The reaction of a solution of freshly precipitated WO3 in H2O2 separately with the secondary hydroxamic acids N-benzoyl-N-phenylhydroxamic acid (BPHAH), N-benzoyl-N-ortho-tolylhydroxamic acid (BOTHAH), N-benzoyl-N-meta-tolylhydroxamic acid (BMTHAH), N-benzoyl-N-para-tolylhydroxamic acid (BPTHAH) and N-cinnamyl-N-phenylhydroxamic acid (CPHAH) afforded [WO(O-2)(BPHA)(2)] (1), [WO(O-2)(BOTHA)(2)] (2), [WO(O-2)(BMTHA)(2)] (3), [WO(O-2)(BPTHA)(2)] (4) and [WO(O-2)(CPHA)(2)] (5), respectively.
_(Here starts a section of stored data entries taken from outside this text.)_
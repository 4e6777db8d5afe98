//! Caller-side form validation.
//!
//! Runs before any session operation; failures never reach the session manager.

use std::sync::OnceLock;

use chrono::NaiveDate;
use regex::Regex;
use thiserror::Error;

use crate::application::dto::{SignInForm, SignUpForm};
use crate::domain::entities::{Credentials, Password, SignupData};

/// Form validation failure.
#[derive(Debug, Clone, Error, PartialEq, Eq)]
pub enum ValidationError {
    /// Sign-in email or password missing.
    #[error("Email and password are required.")]
    MissingCredentials,

    /// Required sign-up field left blank.
    #[error("{field} is required.")]
    MissingField {
        /// Field label.
        field: &'static str,
    },

    /// Email does not look like an address.
    #[error("Enter a valid email address.")]
    InvalidEmail,

    /// Date of birth is not `YYYY-MM-DD`.
    #[error("Date of birth must be in YYYY-MM-DD format.")]
    InvalidDate,

    /// Year is not a positive integer.
    #[error("Year must be a positive whole number.")]
    InvalidYear,

    /// Password and confirmation differ.
    #[error("Passwords do not match.")]
    PasswordMismatch,
}

/// Returns whether the value looks like `local@domain.tld`.
///
/// # Panics
///
/// Panics if the internal regex is invalid.
#[must_use]
pub fn is_valid_email(value: &str) -> bool {
    static RE: OnceLock<Regex> = OnceLock::new();
    let re = RE.get_or_init(|| Regex::new(r"^[^\s@]+@[^\s@]+\.[^\s@]+$").expect("Invalid regex"));
    re.is_match(value)
}

/// Validates the sign-in form.
///
/// # Errors
/// Returns `MissingCredentials` if either field is empty.
pub fn validate_sign_in(form: &SignInForm) -> Result<Credentials, ValidationError> {
    let email = form.email.trim();
    if email.is_empty() || form.password.is_empty() {
        return Err(ValidationError::MissingCredentials);
    }
    Ok(Credentials::new(email, form.password.as_str()))
}

/// Validates the sign-up form and strips the confirmation.
///
/// # Errors
/// Returns the first failed rule in field order; the password confirmation is
/// checked last.
pub fn validate_sign_up(form: &SignUpForm) -> Result<SignupData, ValidationError> {
    let name = required("Name", &form.name)?;
    let email = required("Email", &form.email)?;
    if form.password.is_empty() {
        return Err(ValidationError::MissingField { field: "Password" });
    }
    if form.confirm_password.is_empty() {
        return Err(ValidationError::MissingField {
            field: "Confirm Password",
        });
    }
    let phone = required("Phone Number", &form.phone)?;
    let date_of_birth = required("Date of Birth", &form.date_of_birth)?;
    let address = required("Address", &form.address)?;
    let occupation = required("Occupation", &form.occupation)?;
    let institution = required("Institution", &form.institution)?;

    if !is_valid_email(email) {
        return Err(ValidationError::InvalidEmail);
    }

    if NaiveDate::parse_from_str(date_of_birth, "%Y-%m-%d").is_err() {
        return Err(ValidationError::InvalidDate);
    }

    let year = match form.year.trim() {
        "" => None,
        raw => match raw.parse::<u32>() {
            Ok(year) if year > 0 => Some(year),
            _ => return Err(ValidationError::InvalidYear),
        },
    };

    if form.password != form.confirm_password {
        return Err(ValidationError::PasswordMismatch);
    }

    Ok(SignupData {
        name: name.to_string(),
        email: email.to_string(),
        password: Password::new(form.password.as_str()),
        phone: phone.to_string(),
        address: address.to_string(),
        date_of_birth: date_of_birth.to_string(),
        occupation: occupation.to_string(),
        institution: institution.to_string(),
        year,
    })
}

fn required<'a>(field: &'static str, value: &'a str) -> Result<&'a str, ValidationError> {
    let trimmed = value.trim();
    if trimmed.is_empty() {
        Err(ValidationError::MissingField { field })
    } else {
        Ok(trimmed)
    }
}

#[cfg(test)]
mod tests {
    use super::*;
    use test_case::test_case;

    fn filled_form() -> SignUpForm {
        SignUpForm {
            name: "Jane Doe".to_string(),
            email: "jane@example.com".to_string(),
            password: "hunter22".to_string(),
            confirm_password: "hunter22".to_string(),
            phone: "01700000000".to_string(),
            address: "123 Main St".to_string(),
            date_of_birth: "2001-04-09".to_string(),
            occupation: "Student".to_string(),
            institution: "State University".to_string(),
            year: "4".to_string(),
        }
    }

    #[test]
    fn test_sign_in_requires_both_fields() {
        assert_eq!(
            validate_sign_in(&SignInForm::new("", "pw")),
            Err(ValidationError::MissingCredentials)
        );
        assert_eq!(
            validate_sign_in(&SignInForm::new("jane@example.com", "")),
            Err(ValidationError::MissingCredentials)
        );
    }

    #[test]
    fn test_sign_in_trims_email() {
        let credentials = validate_sign_in(&SignInForm::new("  jane@example.com ", "pw")).unwrap();
        assert_eq!(credentials.email, "jane@example.com");
        assert_eq!(credentials.password.expose(), "pw");
    }

    #[test]
    fn test_sign_up_valid_form() {
        let data = validate_sign_up(&filled_form()).unwrap();

        assert_eq!(data.name, "Jane Doe");
        assert_eq!(data.year, Some(4));
        assert_eq!(data.password.expose(), "hunter22");
    }

    #[test]
    fn test_sign_up_password_mismatch() {
        let mut form = filled_form();
        form.confirm_password = "hunter23".to_string();

        assert_eq!(
            validate_sign_up(&form),
            Err(ValidationError::PasswordMismatch)
        );
        assert_eq!(
            ValidationError::PasswordMismatch.to_string(),
            "Passwords do not match."
        );
    }

    #[test]
    fn test_sign_up_missing_field_names_label() {
        let mut form = filled_form();
        form.institution = "   ".to_string();

        let error = validate_sign_up(&form).unwrap_err();

        assert_eq!(error.to_string(), "Institution is required.");
    }

    #[test]
    fn test_sign_up_year_is_optional() {
        let mut form = filled_form();
        form.year.clear();

        assert_eq!(validate_sign_up(&form).unwrap().year, None);
    }

    #[test_case("abc" ; "letters")]
    #[test_case("0" ; "zero")]
    #[test_case("-2" ; "negative")]
    fn test_sign_up_rejects_bad_year(year: &str) {
        let mut form = filled_form();
        form.year = year.to_string();

        assert_eq!(validate_sign_up(&form), Err(ValidationError::InvalidYear));
    }

    #[test_case("09/04/2001" ; "slashes")]
    #[test_case("2001-13-01" ; "bad month")]
    fn test_sign_up_rejects_bad_date(date: &str) {
        let mut form = filled_form();
        form.date_of_birth = date.to_string();

        assert_eq!(validate_sign_up(&form), Err(ValidationError::InvalidDate));
    }

    #[test_case("jane@example.com", true ; "plain")]
    #[test_case("jane.doe+tag@mail.example.org", true ; "subdomain")]
    #[test_case("jane@localhost", false ; "no tld")]
    #[test_case("jane example.com", false ; "no at")]
    fn test_email_shape(email: &str, expected: bool) {
        assert_eq!(is_valid_email(email), expected);
    }
}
Aqueous tungstate solution, on reaction with all these hydroxamic acids, produced [W(O)(2)(hydroxamato)(2)] (6). The complexes show excellent catalytic functions in the oxidation of (a) olefins at room temperature in the presence of NaHCO3 as promoter, (b) alcohols, sulfides and amines, at reflux, with H2O2 as a terminal oxidant, yielding a high turnover number (TON), the highest being for olefin-to-epoxide conversion. An attempt to synthesize peroxide-rich complexes of the type PPh4[WO(O-2)2(hydroxamato)] (7), for example PPh4[WO(O-2)(2)BMTHA (7C), resulted in the isolation of PPh4[WO(O-2)(2)(C6H5COO)] (8), which was probably obtained by the hydrolysis of coordinated BMTHA. ((C) Wiley-VCH Verlag GmbH & Co. KGaA, 69451 Weinheim, Germany, 2008).